===== Records supplied

use std::collections::BTreeMap;

use serde_json::{Map, Value};

use crate::error::{DecodeError, DecodeErrorKind, ValuePath};
use crate::types::{ScalarType, Type, TypeView};

/// How to treat object fields the schema does not declare.
#[derive(Clone, Copy, Debug, Default, PartialEq, Eq)]
pub enum UnknownFields {
    /// Fail the decode (strict input validation).
    #[default]
    Reject,
    /// Silently drop them (output trimming).
    Strip,
}

/// Decode behavior knobs.
#[derive(Clone, Copy, Debug, Default, PartialEq, Eq)]
pub struct DecodeOptions {
    /// Unknown object field handling.
    pub unknown_fields: UnknownFields,
}

impl DecodeOptions {
    /// Strict options: unknown fields rejected.
    #[must_use]
    pub fn strict() -> Self {
        Self {
            unknown_fields: UnknownFields::Reject,
        }
    }

    /// Lenient options: unknown fields stripped.
    #[must_use]
    pub fn stripping() -> Self {
        Self {
            unknown_fields: UnknownFields::Strip,
        }
    }
}

/// Validate `value` against `ty` and return its canonical form.
///
/// Canonicalization: unknown fields are rejected or stripped per `options`,
/// `null` against an `Optional` field is dropped, absent integer fields with
/// a declared default are filled in, and object keys come out sorted.
///
/// # Errors
///
/// Returns a path-tracked [`DecodeError`] on the first mismatch.
pub fn decode(ty: &Type, value: &Value, options: &DecodeOptions) -> Result<Value, DecodeError> {
    decode_at(ty, value, &ValuePath::root(), options)
}

/// Encode a decoded value back to its wire form.
///
/// The value domain is canonical JSON already, so encoding is the identity.
#[must_use]
pub fn encode(value: &Value) -> Value {
    value.clone()
}

fn decode_at(
    ty: &Type,
    value: &Value,
    path: &ValuePath,
    options: &DecodeOptions,
) -> Result<Value, DecodeError> {
    let ty = ty.concretise();
    match ty.view() {
        TypeView::Scalar(scalar) => decode_scalar(scalar, value, path),
        TypeView::Optional(inner) => {
            if value.is_null() {
                Ok(Value::Null)
            } else {
                decode_at(inner, value, path, options)
            }
        }
        TypeView::Nullable(inner) => {
            if value.is_null() {
                Ok(Value::Null)
            } else {
                decode_at(inner, value, path, options)
            }
        }
        TypeView::Array(element) => {
            let Value::Array(items) = value else {
                return Err(mismatch(path, "array", value));
            };
            let mut out = Vec::with_capacity(items.len());
            for (idx, item) in items.iter().enumerate() {
                out.push(decode_at(element, item, &path.index(idx), options)?);
            }
            Ok(Value::Array(out))
        }
        TypeView::Object(object) => decode_fields(object.fields(), value, path, options),
        TypeView::Entity(entity) => decode_fields(entity.fields(), value, path, options),
        TypeView::Union(union) => {
            let mut tried = Vec::with_capacity(union.variants().len());
            for (name, variant) in union.variants() {
                if let Ok(decoded) = decode_at(variant, value, path, options) {
                    return Ok(decoded);
                }
                tried.push(name.clone());
            }
            Err(DecodeError::new(
                path.clone(),
                DecodeErrorKind::NoVariantMatched { tried },
            ))
        }
    }
}

fn decode_fields(
    fields: &BTreeMap<String, Type>,
    value: &Value,
    path: &ValuePath,
    options: &DecodeOptions,
) -> Result<Value, DecodeError> {
    let Value::Object(map) = value else {
        return Err(mismatch(path, "object", value));
    };

    let mut out = Map::new();
    for (name, field_ty) in fields {
        let field_path = path.field(name.clone());
        let concrete = field_ty.concretise();
        match map.get(name) {
            None => match absent_field_value(&concrete) {
                AbsentField::Default(v) => {
                    out.insert(name.clone(), v);
                }
                AbsentField::Skip => {}
                AbsentField::Required => {
                    return Err(DecodeError::new(
                        path.clone(),
                        DecodeErrorKind::MissingField {
                            field: name.clone(),
                        },
                    ));
                }
            },
            Some(v) if v.is_null() && matches!(concrete.view(), TypeView::Optional(_)) => {
                // Explicit null on an optional field is treated as absent.
            }
            Some(v) => {
                out.insert(name.clone(), decode_at(&concrete, v, &field_path, options)?);
            }
        }
    }

    for key in map.keys() {
        if !fields.contains_key(key) {
            match options.unknown_fields {
                UnknownFields::Reject => {
                    return Err(DecodeError::new(
                        path.clone(),
                        DecodeErrorKind::UnknownField { field: key.clone() },
                    ));
                }
                UnknownFields::Strip => {}
            }
        }
    }

    Ok(Value::Object(out))
}

enum AbsentField {
    Default(Value),
    Skip,
    Required,
}

/// Decide what an absent object field decodes to: a declared integer default
/// (looked up through one `Optional` wrapper), nothing for optional fields,
/// or a `MissingField` error otherwise.
fn absent_field_value(ty: &Type) -> AbsentField {
    let (inner, optional) = match ty.view() {
        TypeView::Optional(t) => (t.concretise(), true),
        _ => (ty.clone(), false),
    };
    if let TypeView::Scalar(ScalarType::Integer(int)) = inner.view() {
        if let Some(default) = int.default {
            return AbsentField::Default(Value::from(default));
        }
    }
    if optional {
        AbsentField::Skip
    } else {
        AbsentField::Required
    }
}

fn decode_scalar(
    scalar: &ScalarType,
    value: &Value,
    path: &ValuePath,
) -> Result<Value, DecodeError> {
    match scalar {
        ScalarType::String => match value {
            Value::String(_) => Ok(value.clone()),
            other => Err(mismatch(path, "string", other)),
        },
        ScalarType::Integer(int) => {
            let Some(n) = value.as_i64() else {
                return Err(mismatch(path, "integer", value));
            };
            let below = int.minimum.is_some_and(|min| n < min);
            let above = int.maximum.is_some_and(|max| n > max);
            if below || above {
                return Err(DecodeError::new(
                    path.clone(),
                    DecodeErrorKind::OutOfBounds {
                        value: n,
                        minimum: int.minimum,
                        maximum: int.maximum,
                    },
                ));
            }
            Ok(value.clone())
        }
        ScalarType::Number => match value {
            Value::Number(_) => Ok(value.clone()),
            other => Err(mismatch(path, "number", other)),
        },
        ScalarType::Boolean => match value {
            Value::Bool(_) => Ok(value.clone()),
            other => Err(mismatch(path, "boolean", other)),
        },
        ScalarType::Literal(expected) => {
            if value == expected {
                Ok(value.clone())
            } else {
                Err(DecodeError::new(
                    path.clone(),
                    DecodeErrorKind::LiteralMismatch {
                        expected: expected.clone(),
                    },
                ))
            }
        }
    }
}

fn mismatch(path: &ValuePath, expected: &str, actual: &Value) -> DecodeError {
    DecodeError::new(
        path.clone(),
        DecodeErrorKind::TypeMismatch {
            expected: expected.to_owned(),
            actual: json_kind(actual).to_owned(),
        },
    )
}

fn json_kind(value: &Value) -> &'static str {
    match value {
        Value::Null => "null",
        Value::Bool(_) => "boolean",
        Value::Number(_) => "number",
        Value::String(_) => "string",
        Value::Array(_) => "array",
        Value::Object(_) => "object",
    }
}

#[cfg(test)]
#[cfg_attr(coverage_nightly, coverage(off))]
mod tests {
    use super::*;
    use crate::types::IntegerType;
    use serde_json::json;

    fn user() -> Type {
        Type::entity(
            "User",
            [
                ("id", Type::string()),
                ("age", Type::optional(Type::integer())),
                ("nickname", Type::nullable(Type::string())),
            ],
        )
    }

    #[test]
    fn decodes_valid_object() {
        let decoded = decode(
            &user(),
            &json!({"id": "u1", "age": 33, "nickname": null}),
            &DecodeOptions::strict(),
        )
        .unwrap();
        assert_eq!(decoded, json!({"id": "u1", "age": 33, "nickname": null}));
    }

    #[test]
    fn missing_required_field_fails() {
        let err = decode(
            &user(),
            &json!({"age": 33, "nickname": null}),
            &DecodeOptions::strict(),
        )
        .unwrap_err();
        assert!(matches!(err.kind, DecodeErrorKind::MissingField { ref field } if field == "id"));
    }

    #[test]
    fn optional_field_may_be_absent_or_null() {
        let decoded = decode(
            &user(),
            &json!({"id": "u1", "age": null, "nickname": null}),
            &DecodeOptions::strict(),
        )
        .unwrap();
        // Explicit null on an optional field is stripped.
        assert_eq!(decoded, json!({"id": "u1", "nickname": null}));
    }

    #[test]
    fn unknown_field_rejected_then_stripped() {
        let value = json!({"id": "u1", "nickname": null, "extra": 1});
        let err = decode(&user(), &value, &DecodeOptions::strict()).unwrap_err();
        assert!(matches!(err.kind, DecodeErrorKind::UnknownField { ref field } if field == "extra"));

        let decoded = decode(&user(), &value, &DecodeOptions::stripping()).unwrap();
        assert_eq!(decoded, json!({"id": "u1", "nickname": null}));
    }

    #[test]
    fn integer_bounds_and_default() {
        let ty = Type::anonymous_object([(
            "take",
            Type::optional(Type::integer_with(IntegerType {
                minimum: Some(0),
                maximum: Some(20),
                default: Some(20),
            })),
        )]);

        let decoded = decode(&ty, &json!({}), &DecodeOptions::strict()).unwrap();
        assert_eq!(decoded, json!({"take": 20}));

        let err = decode(&ty, &json!({"take": 50}), &DecodeOptions::strict()).unwrap_err();
        assert!(matches!(err.kind, DecodeErrorKind::OutOfBounds { value: 50, .. }));
        assert_eq!(err.path.to_string(), "$.take");
    }

    #[test]
    fn union_tries_variants_in_order() {
        let ty = Type::union(
            None,
            [
                ("all", Type::literal(json!(true))),
                ("flag", Type::boolean()),
            ],
        );
        assert_eq!(decode(&ty, &json!(true), &DecodeOptions::strict()).unwrap(), json!(true));
        assert_eq!(decode(&ty, &json!(false), &DecodeOptions::strict()).unwrap(), json!(false));
        let err = decode(&ty, &json!("nope"), &DecodeOptions::strict()).unwrap_err();
        assert!(matches!(err.kind, DecodeErrorKind::NoVariantMatched { .. }));
    }

    #[test]
    fn array_errors_carry_index_path() {
        let ty = Type::array(Type::string());
        let err = decode(&ty, &json!(["a", 1]), &DecodeOptions::strict()).unwrap_err();
        assert_eq!(err.path.to_string(), "$[1]");
    }

    #[test]
    fn literal_mismatch() {
        let ty = Type::literal(json!("asc"));
        assert!(decode(&ty, &json!("asc"), &DecodeOptions::strict()).is_ok());
        assert!(decode(&ty, &json!("desc"), &DecodeOptions::strict()).is_err());
    }

    #[test]
    fn encode_is_identity_on_decoded_values() {
        let decoded = decode(
            &user(),
            &json!({"id": "u1", "nickname": "kit"}),
            &DecodeOptions::strict(),
        )
        .unwrap();
        assert_eq!(encode(&decoded), decoded);
    }
}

==========

Assignment => Among the entries, how many lines hold the word "Explicit"? Please answer with only that number.

Answer section => 2